Crucially, legal activists and academics attached to his case turned to a more general legal redress – examining the lack of appeal rights for all prisoners in his position.

A breakthrough of sorts came with the 2010 publication of Forensic Investigations and Miscarriages of Justice, co-authored by Bibi Sangha of Flinders University Law School and Bob Moles, a former legal academic and law activist (they are also married). Ten years earlier it was Sangha and Moles who cut their teeth on the subject of questionable forensic evidence in preparing several of Keogh’s failed petitions for mercy and publishing two previous books on the topic.
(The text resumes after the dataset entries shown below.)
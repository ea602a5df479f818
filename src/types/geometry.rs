//! Uniform computational geometry of a single level.

use super::index_box::IndexBox;

/// Problem domain, cell size and physical origin of a block-structured level.
///
/// The vertical cell size is the computational (ζ) spacing; physical heights
/// live in the terrain metrics.
#[derive(Clone, Copy, Debug, PartialEq)]
pub struct Geometry {
    /// Cell-centred index domain.
    pub domain: IndexBox,
    /// (dx, dy, dζ)
    pub cell_size: [f64; 3],
    /// Physical coordinates of the domain's low corner.
    pub prob_lo: [f64; 3],
}

impl Geometry {
    /// Domain of `n` cells with spacing `cell_size`, origin at zero.
    pub fn uniform(n: [usize; 3], cell_size: [f64; 3]) -> Self {
        Self {
            domain: IndexBox::cells(n[0], n[1], n[2]),
            cell_size,
            prob_lo: [0.0; 3],
        }
    }

    /// Inverse cell sizes (1/dx, 1/dy, 1/dζ).
    #[inline]
    pub fn inv_cell_size(&self) -> [f64; 3] {
        [
            1.0 / self.cell_size[0],
            1.0 / self.cell_size[1],
            1.0 / self.cell_size[2],
        ]
    }

    /// Number of cells in each direction.
    #[inline]
    pub fn num_cells(&self) -> [usize; 3] {
        self.domain.lengths()
    }

    /// Physical extent of the domain.
    #[inline]
    pub fn prob_hi(&self) -> [f64; 3] {
        let n = self.num_cells();
        [
            self.prob_lo[0] + n[0] as f64 * self.cell_size[0],
            self.prob_lo[1] + n[1] as f64 * self.cell_size[1],
            self.prob_lo[2] + n[2] as f64 * self.cell_size[2],
        ]
    }

    /// Horizontal coordinate of node `i` (d = 0) or `j` (d = 1).
    #[inline]
    pub fn node_coord(&self, d: usize, idx: i32) -> f64 {
        self.prob_lo[d] + idx as f64 * self.cell_size[d]
    }

    /// Horizontal coordinate of cell centre `i` (d = 0) or `j` (d = 1).
    #[inline]
    pub fn cell_coord(&self, d: usize, idx: i32) -> f64 {
        self.prob_lo[d] + (idx as f64 + 0.5) * self.cell_size[d]
    }
}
Independent MP Ann Bressington launched a private members bill in the SA State Parliament, spawning a public inquiry. Word spread and law and human rights groups gathered to support reform.

Rau was happy to step up and meet expectations with the current Bill – which is expected to pass with bipartisan support. Speaking in Parliament last month Rau compared the reform to the old system.

“It is very important … to bear in mind that the present process for people who have been convicted and exhausted their repeal rights is very, very mysterious. It is mysterious because what happens is that they are languishing in gaol, they have no right of appeal … It is all happening behind closed doors…” Rau told Parliament on 7 February.

By comparison the new Bill provided that “marvellous disinfectant of sunshine”.

Rau didn’t mention Keogh but could easily have been speaking about him.